Update: Microsoft Defender 0-Day Exploit “RougePlanet” Raises New Security Concerns
The cyber group Nightmare Eclipse has introduced a new zero-day exploit called "RougePlanet," targeting Microsoft Defender and marking its fourth confirmed attack against the platform in 2026. The vulnerability exploits a race condition to achieve local privilege escalation, allowing attackers to gain elevated system access under specific timing conditions.
After gaining a foothold, the attack chain shifts to social engineering: a victim is tricked into opening a .vhd or .vhdx file hosted on a remote SMB server. When opened, Windows automatically mounts the virtual disk and initiates outbound communication to the attacker-controlled server, creating a persistent access path without requiring further user input.
The exploit also demonstrates a potential BitLocker bypass. By leveraging another system to push crafted data to NTFS.sys, an attacker can cause Microsoft Defender - when it scans the file - to redirect file handling to an attacker-controlled location. This technique illustrates how trusted system components can be manipulated in sequence, turning defensive mechanisms into part of the attack chain itself.
The proof-of-concept, published on GitHub under the account "MSNightmare," has been successfully tested on both Windows 10 and Windows 11, including systems fully updated with the June 2026 Patch Tuesday releases. Due to the inherent timing sensitivity of race-condition exploits, however, successful execution is inconsistent and cannot be guaranteed.
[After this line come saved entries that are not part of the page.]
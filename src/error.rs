//! Error types for configuration, storage, and client construction.
//!
//! The authorization check itself never returns these; every failure on the
//! request path collapses into a `false` result and a log line.

#[derive(Debug, thiserror::Error)]
pub enum AuthError {
    #[error("missing required config: {var}")]
    MissingConfig { var: String },
    #[error("invalid base URL '{url}': {reason}")]
    InvalidBaseUrl { url: String, reason: String },
    #[error("invalid check endpoint: {0}")]
    InvalidEndpoint(String),
    #[error("storage error: {0}")]
    Storage(String),
    #[error("io error: {0}")]
    Io(#[from] std::io::Error),
    #[error("json error: {0}")]
    Json(#[from] serde_json::Error),
    #[error("failed to build HTTP client: {0}")]
    HttpClientBuild(String),
}
//! File-backed key/value storage.
//!
//! DESIGN
//! ======
//! Plays the role browser `localStorage` plays for a single-page app: a flat
//! string-to-string map persisted as one JSON object. Every read reloads the
//! file so a token written by another process is seen by the next check.
//! Writes land in a sibling temp file first and are renamed into place.

use std::collections::BTreeMap;
use std::io::ErrorKind;
use std::path::{Path, PathBuf};

use crate::error::AuthError;

#[derive(Debug, Clone)]
pub struct LocalStorage {
    path: PathBuf,
}

impl LocalStorage {
    /// Bind to `path`. The file need not exist yet.
    pub fn open(path: impl Into<PathBuf>) -> Self {
        Self { path: path.into() }
    }

    #[must_use]
    pub fn path(&self) -> &Path {
        &self.path
    }

    /// Read the value stored under `key`.
    ///
    /// # Errors
    ///
    /// Returns an error if the file exists but cannot be read or is not a JSON object of strings.
    pub async fn get(&self, key: &str) -> Result<Option<String>, AuthError> {
        let mut entries = self.load().await?;
        Ok(entries.remove(key))
    }

    /// Store `value` under `key`, replacing any previous value.
    ///
    /// # Errors
    ///
    /// Returns an error if the existing file is malformed or the write fails.
    pub async fn set(&self, key: &str, value: &str) -> Result<(), AuthError> {
        let mut entries = self.load().await?;
        entries.insert(key.to_owned(), value.to_owned());
        self.save(&entries).await
    }

    /// Remove `key`. Returns whether an entry was present.
    ///
    /// # Errors
    ///
    /// Returns an error if the existing file is malformed or the write fails.
    pub async fn remove(&self, key: &str) -> Result<bool, AuthError> {
        let mut entries = self.load().await?;
        if entries.remove(key).is_none() {
            return Ok(false);
        }
        self.save(&entries).await?;
        Ok(true)
    }

    async fn load(&self) -> Result<BTreeMap<String, String>, AuthError> {
        let raw = match tokio::fs::read_to_string(&self.path).await {
            Ok(raw) => raw,
            Err(e) if e.kind() == ErrorKind::NotFound => return Ok(BTreeMap::new()),
            Err(e) => return Err(e.into()),
        };
        if raw.trim().is_empty() {
            return Ok(BTreeMap::new());
        }
        serde_json::from_str(&raw)
            .map_err(|e| AuthError::Storage(format!("{} is not a string map: {e}", self.path.display())))
    }

    async fn save(&self, entries: &BTreeMap<String, String>) -> Result<(), AuthError> {
        if let Some(parent) = self.path.parent().filter(|p| !p.as_os_str().is_empty()) {
            tokio::fs::create_dir_all(parent).await?;
        }
        let body = serde_json::to_vec_pretty(entries)?;
        let tmp = self.path.with_extension("json.tmp");
        tokio::fs::write(&tmp, body).await?;
        tokio::fs::rename(&tmp, &self.path).await?;
        Ok(())
    }
}

#[cfg(test)]
#[path = "storage_test.rs"]
mod tests;
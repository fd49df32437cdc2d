//! Sign-in gate — turn the yes/no check into a navigation decision.
//!
//! SYSTEM CONTEXT
//! ==============
//! Entry points refuse to start without a signed-in user and send the visitor
//! back to `/` with a notice. Route-level guards do the same for protected
//! path prefixes but skip the network round-trip for public paths.

use crate::check::AuthChecker;

pub const SIGN_IN_ROUTE: &str = "/";
pub const SIGN_IN_NOTICE: &str = "Please sign in!";

#[derive(Debug, Clone, PartialEq, Eq)]
pub enum GateDecision {
    Proceed,
    Redirect { to: String, notice: Option<String> },
}

impl GateDecision {
    #[must_use]
    pub fn is_proceed(&self) -> bool {
        matches!(self, Self::Proceed)
    }
}

/// Entry gate: authorized callers proceed, everyone else is sent to sign in.
pub async fn enter(checker: &AuthChecker) -> GateDecision {
    if checker.is_authorized().await {
        GateDecision::Proceed
    } else {
        GateDecision::Redirect { to: SIGN_IN_ROUTE.to_owned(), notice: Some(SIGN_IN_NOTICE.to_owned()) }
    }
}

// =============================================================================
// ROUTE GUARD
// =============================================================================

#[derive(Debug, Clone, Default)]
pub struct RouteGuard {
    protected: Vec<String>,
}

impl RouteGuard {
    #[must_use]
    pub fn new() -> Self {
        Self::default()
    }

    /// Require sign-in for `prefix` and everything below it.
    #[must_use]
    pub fn protect(mut self, prefix: &str) -> Self {
        self.protected.push(normalize_path(prefix));
        self
    }

    /// Whether `path` falls under a protected prefix. Matching is per segment.
    #[must_use]
    pub fn is_protected(&self, path: &str) -> bool {
        let path = normalize_path(path);
        self.protected.iter().any(|prefix| {
            prefix == "/"
                || path == *prefix
                || path.strip_prefix(prefix.as_str()).is_some_and(|rest| rest.starts_with('/'))
        })
    }

    /// Decide whether navigation to `path` may proceed.
    pub async fn navigate(&self, path: &str, checker: &AuthChecker) -> GateDecision {
        if !self.is_protected(path) || checker.is_authorized().await {
            return GateDecision::Proceed;
        }
        GateDecision::Redirect { to: SIGN_IN_ROUTE.to_owned(), notice: None }
    }
}

/// Leading slash, no trailing slash, query and fragment dropped.
fn normalize_path(raw: &str) -> String {
    let raw = raw.split(['?', '#']).next().unwrap_or_default().trim();
    let trimmed = raw.trim_matches('/');
    format!("/{trimmed}")
}

#[cfg(test)]
#[path = "gate_test.rs"]
mod tests;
Mitigation should prioritize installing the April 2026 Patch Tuesday update, which addresses CVE-2026-33825 and resolves the underlying race condition enabling privilege escalation. Organizations should also harden BitLocker configurations, restrict or monitor SMB-based file access, and deploy network-level detection controls to identify suspicious outbound connections. Because Microsoft Defender itself is the target here, relying on it exclusively for detection introduces blind spots - making a supplemental endpoint detection and response solution a practical defensive addition.